_What you have to do:_ Return every line of the data that contains the string "function".

_Records shown:_

[Start of section]

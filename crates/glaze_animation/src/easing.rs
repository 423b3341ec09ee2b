//! Easing curves for fades

use serde::Deserialize;

/// Easing function type
#[derive(Clone, Copy, Debug, Default, PartialEq, Eq, Deserialize)]
#[serde(rename_all = "kebab-case")]
pub enum Easing {
    Linear,
    EaseIn,
    #[default]
    EaseOut,
    EaseInOut,
}

impl Easing {
    /// Apply the easing function to a progress value (0.0 to 1.0)
    pub fn apply(&self, t: f32) -> f32 {
        let t = t.clamp(0.0, 1.0);
        match self {
            Easing::Linear => t,
            Easing::EaseIn => t * t * t,
            Easing::EaseOut => 1.0 - (1.0 - t).powi(3),
            Easing::EaseInOut => {
                if t < 0.5 {
                    4.0 * t * t * t
                } else {
                    1.0 - (-2.0 * t + 2.0).powi(3) / 2.0
                }
            }
        }
    }
}

#[cfg(test)]
mod tests {
    use super::*;

    #[test]
    fn test_endpoints_are_exact() {
        for easing in [
            Easing::Linear,
            Easing::EaseIn,
            Easing::EaseOut,
            Easing::EaseInOut,
        ] {
            assert_eq!(easing.apply(0.0), 0.0, "{easing:?}");
            assert_eq!(easing.apply(1.0), 1.0, "{easing:?}");
        }
    }

    #[test]
    fn test_out_of_range_progress_is_clamped() {
        assert_eq!(Easing::Linear.apply(-1.0), 0.0);
        assert_eq!(Easing::EaseOut.apply(2.0), 1.0);
    }

    #[test]
    fn test_curves_are_monotonic() {
        for easing in [Easing::EaseIn, Easing::EaseOut, Easing::EaseInOut] {
            let mut prev = 0.0;
            for i in 1..=20 {
                let v = easing.apply(i as f32 / 20.0);
                assert!(v >= prev, "{easing:?} decreased at step {i}");
                prev = v;
            }
        }
    }
}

[End of section]

_Output of the exercise:_
/// Easing function type
    /// Apply the easing function to a progress value (0.0 to 1.0)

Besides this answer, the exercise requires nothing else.